Interestingly enough, Banks’ tour with The Weeknd solidified a significant similar style between the two singers. Goddess’ production – constructed underneath meticulous detail of big names like Sohn, Shlohmo, Jamie Woon, and Justin Parker – coupled with her vocals, ranging from Lorde’s to Ellie Goulding’s register, give the album just the right eeriness to compliment The Weeknd’s shadowy, mysterious sound.
While The Weeknd’s work contains mainly chauvinist lyrical content, Banks’ differs here, conveying the opposite approach. Vogue declares that Goddess “perfectly captures a feeling of being lost and powerless in the world.” Banks wanted to release an off-kilter love album and has succeeded in creating a perfect environment to croon about her ups and downs experienced throughout her love life.

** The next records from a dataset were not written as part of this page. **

//! Diagnostic module - Error and warning reporting infrastructure.
//!
//! This module provides types for creating, formatting, and reporting
//! compiler diagnostics (errors, warnings, notes, and help messages).
//!
//! # Examples
//!
//! ## Using the simple API (deprecated but still supported)
//!
//! ```
//! use cfmt_util::diagnostic::{Handler, Span};
//!
//! let handler = Handler::new();
//! handler.error("unexpected token", Span::DUMMY);
//!
//! if handler.has_errors() {
//!     eprintln!("Compilation failed");
//! }
//! ```
//!
//! ## Using the fluent builder API (recommended)
//!
//! ```
//! use cfmt_util::diagnostic::{DiagnosticBuilder, Span, DiagnosticCode};
//!
//! let diag = DiagnosticBuilder::error("unexpected token")
//!     .code(DiagnosticCode::new(2001, "unexpected_token"))
//!     .span(Span::DUMMY)
//!     .help("try checking the syntax")
//!     .build();
//! ```

mod builder;
mod codes;

pub use builder::{DiagnosticBuilder, SourceSnippet};
pub use codes::DiagnosticCode;

// Re-export commonly used diagnostic codes as constants for convenience
pub use codes::{
    E0001, E0002, E0003, E0004, E0005,
    E_LEXER_UNEXPECTED_CHAR, E_LEXER_UNTERMINATED_STRING, E_LEXER_INVALID_NUMBER, E_LEXER_UNKNOWN_TOKEN,
    E_PARSER_UNEXPECTED_TOKEN, E_PARSER_EXPECTED_TOKEN, E_PARSER_UNEXPECTED_EOF, E_PARSER_DUPLICATE_DEF,
    E_SEMANTIC_TYPE_MISMATCH, E_SEMANTIC_UNDEFINED_VAR, E_SEMANTIC_UNDEFINED_FN, E_SEMANTIC_MUT_REQUIRED,
    W0001, W0002, W0003,
    W_UNUSED_VARIABLE, W_UNUSED_FUNCTION, W_DEAD_CODE,
};

use crate::Span;
use std::cell::RefCell;
use std::fmt;

/// Diagnostic severity level
///
/// # Examples
///
/// ```
/// use cfmt_util::diagnostic::Level;
///
/// assert_eq!(format!("{}", Level::Error), "error");
/// assert_eq!(format!("{}", Level::Warning), "warning");
/// ```
#[derive(Clone, Copy, Debug, PartialEq, Eq)]
pub enum Level {
    /// An error that prevents compilation
    Error,
    /// A warning that doesn't prevent compilation
    Warning,
    /// Additional information about a diagnostic
    Note,
    /// A suggestion for fixing an issue
    Help,
}

impl fmt::Display for Level {
    fn fmt(&self, f: &mut fmt::Formatter<'_>) -> fmt::Result {
        match self {
            Level::Error => write!(f, "error"),
            Level::Warning => write!(f, "warning"),
            Level::Note => write!(f, "note"),
            Level::Help => write!(f, "help"),
        }
    }
}

/// A diagnostic message with severity and location
///
/// # Examples
///
/// ```
/// use cfmt_util::diagnostic::{Diagnostic, Level, Span};
///
/// let diag = Diagnostic::error("something went wrong", Span::DUMMY);
/// assert_eq!(diag.level, Level::Error);
/// ```
#[derive(Clone, Debug)]
pub struct Diagnostic {
    /// Diagnostic severity level
    pub level: Level,
    /// Main diagnostic message
    pub message: String,
    /// Source location
    pub span: Span,
    /// Optional diagnostic code
    pub code: Option<DiagnosticCode>,
    /// Additional notes for context
    pub notes: Vec<String>,
    /// Help suggestions for fixing the issue
    pub helps: Vec<String>,
    /// Source code snippets for display
    pub snippets: Vec<SourceSnippet>,
}

impl Diagnostic {
    /// Create a new diagnostic
    ///
    /// # Examples
    ///
    /// ```
    /// use cfmt_util::diagnostic::{Diagnostic, Level, Span};
    ///
    /// let diag = Diagnostic::new(Level::Error, "error message", Span::DUMMY);
    /// ```
    pub fn new(level: Level, message: impl Into<String>, span: Span) -> Self {
        Self {
            level,
            message: message.into(),
            span,
            code: None,
            notes: Vec::new(),
            helps: Vec::new(),
            snippets: Vec::new(),
        }
    }

    /// Create an error diagnostic
    ///
    /// # Examples
    ///
    /// ```
    /// use cfmt_util::diagnostic::{Diagnostic, Span};
    ///
    /// let diag = Diagnostic::error("something went wrong", Span::DUMMY);
    /// ```
    pub fn error(message: impl Into<String>, span: Span) -> Self {
        Self::new(Level::Error, message, span)
    }

    /// Create a warning diagnostic
    ///
    /// # Examples
    ///
    /// ```
    /// use cfmt_util::diagnostic::{Diagnostic, Span};
    ///
    /// let diag = Diagnostic::warning("unused variable", Span::DUMMY);
    /// ```
    pub fn warning(message: impl Into<String>, span: Span) -> Self {
        Self::new(Level::Warning, message, span)
    }

    /// Set the diagnostic code
    ///
    /// # Examples
    ///
    /// ```
    /// use cfmt_util::diagnostic::{Diagnostic, Span, DiagnosticCode};
    ///
    /// let mut diag = Diagnostic::error("type error", Span::DUMMY);
    /// diag = diag.with_code(DiagnosticCode::new(3001, "type_mismatch"));
    /// ```
    pub fn with_code(mut self, code: DiagnosticCode) -> Self {
        self.code = Some(code);
        self
    }

    /// Add a note to the diagnostic
    ///
    /// # Examples
    ///
    /// ```
    /// use cfmt_util::diagnostic::{Diagnostic, Span};
    ///
    /// let diag = Diagnostic::error("type mismatch", Span::DUMMY)
    ///     .with_note("expected type `i32`")
    ///     .with_note("found type `String`");
    /// ```
    pub fn with_note(mut self, note: impl Into<String>) -> Self {
        self.notes.push(note.into());
        self
    }

    /// Add a help suggestion
    ///
    /// # Examples
    ///
    /// ```
    /// use cfmt_util::diagnostic::{Diagnostic, Span};
    ///
    /// let diag = Diagnostic::error("unexpected token", Span::DUMMY)
    ///     .with_help("try removing the semicolon");
    /// ```
    pub fn with_help(mut self, help: impl Into<String>) -> Self {
        self.helps.push(help.into());
        self
    }

    /// Add a source snippet
    ///
    /// # Examples
    ///
    /// ```
    /// use cfmt_util::diagnostic::{Diagnostic, Span, SourceSnippet};
    ///
    /// let snippet = SourceSnippet::point("let x = 42;", 1, 5);
    /// let diag = Diagnostic::error("invalid name", Span::DUMMY)
    ///     .with_snippet(snippet);
    /// ```
    pub fn with_snippet(mut self, snippet: SourceSnippet) -> Self {
        self.snippets.push(snippet);
        self
    }
}

/// Handler for collecting and reporting diagnostics
///
/// The `Handler` collects diagnostics and provides methods for querying
/// their counts. It can be configured to panic on errors for testing.
///
/// # Examples
///
/// ```
/// use cfmt_util::diagnostic::Handler;
///
/// let mut handler = Handler::new();
/// handler.error("unexpected token", Span::DUMMY);
///
/// if handler.has_errors() {
///     eprintln!("Compilation failed with {} errors", handler.error_count());
/// }
/// ```
pub struct Handler {
    /// Collected diagnostics
    diagnostics: RefCell<Vec<Diagnostic>>,
    /// Whether to panic on errors (for testing)
    panic_on_error: RefCell<bool>,
}

impl Handler {
    /// Create a new handler
    ///
    /// # Examples
    ///
    /// ```
    /// use cfmt_util::diagnostic::Handler;
    ///
    /// let handler = Handler::new();
    /// ```
    pub fn new() -> Self {
        Self {
            diagnostics: RefCell::new(Vec::new()),
            panic_on_error: RefCell::new(false),
        }
    }

    /// Create a handler that panics on errors (for testing)
    ///
    /// # Examples
    ///
    /// ```
    /// use cfmt_util::diagnostic::Handler;
    ///
    /// let handler = Handler::new_panicking();
    /// ```
    pub fn new_panicking() -> Self {
        Self {
            diagnostics: RefCell::new(Vec::new()),
            panic_on_error: RefCell::new(true),
        }
    }

    /// Report an error
    ///
    /// This is the legacy API. For more control, use [`DiagnosticBuilder`].
    ///
    /// # Examples
    ///
    /// ```
    /// use cfmt_util::diagnostic::{Handler, Span};
    ///
    /// let handler = Handler::new();
    /// handler.error("unexpected token", Span::DUMMY);
    /// ```
    #[deprecated(since = "0.2.0", note = "Use `DiagnosticBuilder::error()` for more control")]
    pub fn error(&self, message: impl Into<String>, span: Span) {
        let diag = Diagnostic::error(message, span);
        self.emit(diag);
    }

    /// Report a warning
    ///
    /// This is the legacy API. For more control, use [`DiagnosticBuilder`].
    ///
    /// # Examples
    ///
    /// ```
    /// use cfmt_util::diagnostic::{Handler, Span};
    ///
    /// let handler = Handler::new();
    /// handler.warning("unused variable", Span::DUMMY);
    /// ```
    #[deprecated(since = "0.2.0", note = "Use `DiagnosticBuilder::warning()` for more control")]
    pub fn warning(&self, message: impl Into<String>, span: Span) {
        let diag = Diagnostic::warning(message, span);
        self.emit(diag);
    }

    /// Emit a diagnostic
    fn emit(&self, diagnostic: Diagnostic) {
        if *self.panic_on_error.borrow() && diagnostic.level == Level::Error {
            panic!("Diagnostic error: {}", diagnostic.message);
        }
        self.diagnostics.borrow_mut().push(diagnostic);
    }

    /// Emit a pre-built diagnostic
    ///
    /// # Examples
    ///
    /// ```
    /// use cfmt_util::diagnostic::{Handler, Diagnostic, Span};
    ///
    /// let handler = Handler::new();
    /// let diag = Diagnostic::error("test", Span::DUMMY);
    /// handler.emit_diagnostic(diag);
    /// ```
    pub fn emit_diagnostic(&self, diagnostic: Diagnostic) {
        self.emit(diagnostic);
    }

    /// Create a diagnostic builder for an error
    ///
    /// This is the recommended way to create error diagnostics with
    /// the fluent builder API.
    ///
    /// # Examples
    ///
    /// ```
    /// use cfmt_util::diagnostic::Handler;
    ///
    /// let handler = Handler::new();
    /// handler.build_error("type mismatch")
    ///     .code(cfmt_util::diagnostic::DiagnosticCode::E0002)
    ///     .emit(&handler);
    /// ```
    pub fn build_error(&self, span: Span, message: impl Into<String>) -> DiagnosticBuilder {
        DiagnosticBuilder::error(message).span(span)
    }

    /// Create a diagnostic builder for a warning
    ///
    /// This is the recommended way to create warning diagnostics with
    /// the fluent builder API.
    ///
    /// # Examples
    ///
    /// ```
    /// use cfmt_util::diagnostic::Handler;
    ///
    /// let handler = Handler::new();
    /// handler.build_warning("unused variable")
    ///     .code(cfmt_util::diagnostic::DiagnosticCode::W0001)
    ///     .emit(&handler);
    /// ```
    pub fn build_warning(&self, span: Span, message: impl Into<String>) -> DiagnosticBuilder {
        DiagnosticBuilder::warning(message).span(span)
    }

    /// Check if any errors have been reported
    ///
    /// # Examples
    ///
    /// ```
    /// use cfmt_util::diagnostic::Handler;
    ///
    /// let handler = Handler::new();
    /// assert!(!handler.has_errors());
    /// ```
    pub fn has_errors(&self) -> bool {
        self.diagnostics
            .borrow()
            .iter()
            .any(|d| d.level == Level::Error)
    }

    /// Get the number of errors
    ///
    /// # Examples
    ///
    /// ```
    /// use cfmt_util::diagnostic::Handler;
    ///
    /// let handler = Handler::new();
    /// assert_eq!(handler.error_count(), 0);
    /// ```
    pub fn error_count(&self) -> usize {
        self.diagnostics
            .borrow()
            .iter()
            .filter(|d| d.level == Level::Error)
            .count()
    }

    /// Get the number of warnings
    ///
    /// # Examples
    ///
    /// ```
    /// use cfmt_util::diagnostic::Handler;
    ///
    /// let handler = Handler::new();
    /// assert_eq!(handler.warning_count(), 0);
    /// ```
    pub fn warning_count(&self) -> usize {
        self.diagnostics
            .borrow()
            .iter()
            .filter(|d| d.level == Level::Warning)
            .count()
    }

    /// Get all diagnostics
    ///
    /// # Examples
    ///
    /// ```
    /// use cfmt_util::diagnostic::Handler;
    ///
    /// let handler = Handler::new();
    /// let diags = handler.diagnostics();
    /// ```
    pub fn diagnostics(&self) -> Vec<Diagnostic> {
        self.diagnostics.borrow().clone()
    }

    /// Clear all diagnostics
    ///
    /// # Examples
    ///
    /// ```
    /// use cfmt_util::diagnostic::Handler;
    ///
    /// let handler = Handler::new();
    /// handler.clear();
    /// ```
    pub fn clear(&self) {
        self.diagnostics.borrow_mut().clear();
    }
}

impl Default for Handler {
    fn default() -> Self {
        Self::new()
    }
}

The first half of the album is its high point with its methodical, beat-heavy, haunting opener “Alibi,” in which Banks desperately pleads, “Please, give me something to convince me that I am not a monster.” “Waiting Game,” released before the conception of the album – and arguably, its high point – sees a mellow, resigned Banks in a Weeknd-esque tone pensively assessing her relationship. The first single off the album, “Brain” is a simple warning from Banks to her lover to stop trying to impress everyone he comes in contact with. Starting out in a melting low register, she amps up the heat midway through the song to shriek out the piercing reminder again.
While this was her freshmen effort, one would be wise to look out for Banks in the future. We definitely haven’t heard the last from her.
Songs Worth Noting: “This Is What It Feels Like” “Drowning” “Beggin For Thread” “Warm Water”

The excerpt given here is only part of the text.